According to data shared by DJ and analyst RamonPang, Aphex Twin reaches around 448 million monthly listeners on YouTube, compared to 399 million for Taylor Swift. A significant gap—but a misleading one if read as a classic indicator of popularity. YouTube doesn’t just count intentional listens. The platform also aggregates passive usage, Shorts, videos that reuse a track as background sound, and content reposted from TikTok or Instagram.
In reality, Aphex Twin’s “active” audience on YouTube Music is closer to 5 million listeners. Still impressive for an artist from that sphere, but nowhere near the global figures being displayed. What these hundreds of millions actually measure, then, is not attentive listening, but omnipresence.
At the heart of this phenomenon lies QKThr, a track taken from Drukqs, an album released in 2001. Twenty-five years later, the track has become a viral sound, used in millions of videos on TikTok and YouTube Shorts. It appears in so-called “corecore” edits, absurd memes, “subtle foreshadowing” videos, hopecore, or post-internet edits. QKThr is no longer listened to for itself; it is mobilized as sonic background.

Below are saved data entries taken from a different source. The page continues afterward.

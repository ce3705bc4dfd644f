// Copyright (c) 2025 Kirky.X
//
// Licensed under the MIT License
// See LICENSE file in the project root for full license information.

use serde::Serialize;

use crate::domain::models::settings::LayoutMode;
use crate::domain::services::auth::AuthUser;

const FALLBACK_INITIAL: char = 'U';

#[derive(Debug, Clone, PartialEq, Eq, Serialize)]
#[serde(rename_all = "camelCase")]
pub struct LayoutOption {
    pub mode: LayoutMode,
    pub title: &'static str,
    pub description: &'static str,
    pub active: bool,
}

/// 导航栏视图
#[derive(Debug, Clone, PartialEq, Eq, Serialize)]
#[serde(rename_all = "camelCase")]
pub struct NavView {
    pub signed_in: bool,
    pub email: Option<String>,
    pub avatar_initial: char,
    pub layouts: Vec<LayoutOption>,
}

impl NavView {
    pub fn new(user: Option<&AuthUser>, active: LayoutMode) -> Self {
        let email = user.and_then(|u| u.email.clone());
        Self {
            signed_in: user.is_some(),
            avatar_initial: avatar_initial(email.as_deref()),
            email,
            layouts: LayoutMode::ALL
                .iter()
                .map(|&mode| {
                    let (title, description) = mode.label();
                    LayoutOption {
                        mode,
                        title,
                        description,
                        active: mode == active,
                    }
                })
                .collect(),
        }
    }
}

/// Upper-cased first character of the email, `U` when there is none.
pub fn avatar_initial(email: Option<&str>) -> char {
    email
        .and_then(|e| e.trim().chars().next())
        .and_then(|c| c.to_uppercase().next())
        .unwrap_or(FALLBACK_INITIAL)
}
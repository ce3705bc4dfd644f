// Copyright (c) 2025 Kirky.X
//
// Licensed under the MIT License
// See LICENSE file in the project root for full license information.

/// 搜索服务模块
///
/// 提供 Google 自定义搜索图片 API 的客户端，以及并发分页抓取器
pub mod google;
pub mod paginated_fetcher;

pub use google::GoogleImageSearch;
pub use paginated_fetcher::PaginatedFetcher;
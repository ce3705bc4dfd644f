// Copyright (c) 2025 Kirky.X
//
// Licensed under the MIT License
// See LICENSE file in the project root for full license information.

use futures::future::join_all;
use std::sync::Arc;
use tracing::{debug, info, warn};

use crate::config::settings::ProviderConfig;
use crate::domain::models::search_result::{PlatformSelection, SearchResult};
use crate::domain::search::engine::{ImageSearchProvider, SearchError};
use crate::domain::services::normalizer::{dedupe_by_link, ResultNormalizer};

/// 分页抓取器
///
/// 对一次查询并发请求固定数量的页面，全部完成后按页序拼接、规范化、去重并截断。
/// 任意一页失败则整次抓取失败，不返回部分结果。
pub struct PaginatedFetcher {
    provider: Arc<dyn ImageSearchProvider>,
    normalizer: ResultNormalizer,
    page_count: u32,
    page_size: u32,
    max_results: usize,
}

impl PaginatedFetcher {
    pub fn new(provider: Arc<dyn ImageSearchProvider>, normalizer: ResultNormalizer) -> Self {
        Self {
            provider,
            normalizer,
            page_count: 4,
            page_size: 10,
            max_results: 30,
        }
    }

    pub fn from_config(provider: Arc<dyn ImageSearchProvider>, config: &ProviderConfig) -> Self {
        Self {
            provider,
            normalizer: ResultNormalizer::new(config.favicon_endpoint.clone()),
            page_count: config.page_count.max(1),
            page_size: config.page_size.max(1),
            max_results: config.max_results,
        }
    }

    /// 构造查询串：关键词后接所有站点子句，以 ` OR ` 连接
    pub fn build_query(keywords: &str, platforms: &[PlatformSelection]) -> String {
        let clauses: Vec<String> = platforms.iter().filter_map(|p| p.site_clause()).collect();
        format!("{} {}", keywords, clauses.join(" OR "))
            .trim()
            .to_string()
    }

    /// 1-based offsets of every page requested for one query.
    pub fn page_offsets(&self) -> Vec<u32> {
        (0..self.page_count)
            .map(|page| page.saturating_mul(self.page_size).saturating_add(1))
            .collect()
    }

    pub fn is_configured(&self) -> bool {
        self.provider.is_configured()
    }

    pub async fn fetch(
        &self,
        keywords: &str,
        platforms: &[PlatformSelection],
    ) -> Result<Vec<SearchResult>, SearchError> {
        if !self.provider.is_configured() {
            warn!(
                "Image search provider '{}' is missing credentials",
                self.provider.name()
            );
            return Err(SearchError::missing_credentials());
        }

        let query = Self::build_query(keywords, platforms);
        let offsets = self.page_offsets();
        info!(
            "Fetching {} pages from '{}' for query: {}",
            offsets.len(),
            self.provider.name(),
            query
        );

        let requests = offsets
            .iter()
            .map(|&start| self.provider.fetch_page(&query, start, self.page_size));
        let pages = join_all(requests).await;

        // Results come back in page order, so the first error is the lowest-offset failure.
        let mut raw_items = Vec::new();
        for page in pages {
            raw_items.extend(page?.into_items());
        }

        if raw_items.is_empty() {
            info!("Image search returned no items for query: {}", query);
            return Err(SearchError::EmptyResult);
        }

        let normalized = self.normalizer.normalize_all(&raw_items);
        let filtered = normalized.len();
        let mut results = dedupe_by_link(normalized);
        results.truncate(self.max_results);

        debug!(
            raw = raw_items.len(),
            filtered,
            kept = results.len(),
            "Image search results normalized"
        );
        Ok(results)
    }
}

What does it even mean to “listen” to music today? In this context, Aphex Twin is not being rediscovered as an artist, nor even as the author of a specific album. He becomes a cultural resource—a reusable material, cut up, repurposed, and stripped of its original context. His music works because it is abstract enough to adapt to any visual narrative, recognizable enough to produce an effect, yet blurred enough not to impose meaning.
Resident Advisor even raises a hypothesis: will Generation Z and Alpha feel nostalgic for QKThr in a few decades, without ever having known its era, its context, or even the album it came from? A nostalgia without memory, produced by the algorithm rather than by cultural transmission.
Comparing Aphex Twin and Taylor Swift through these figures ultimately means comparing two radically different uses of music, flattened by the same measurement tool. On YouTube, a pop ballad, a twenty-year-old IDM track, a podcast, or a recycled short clip are all counted according to the same logic. The platform does not hierarchize meaning; it aggregates fragments of attention.
Within this framework, Aphex Twin’s “achievement” says nothing about an underground victory over pop. It mainly reveals the platforms’ ability to absorb all aesthetics—even the most radical ones—and turn them into exploitable flows. Aphex Twin hasn’t changed his music. The system, however, has changed the way that music circulates, is used, and is counted.
So the question is not who wins between Aphex Twin and Taylor Swift. The real question lies elsewhere: what do these numbers actually measure? And when did we accept algorithmic visibility as a substitute for listening as the main indicator of musical value?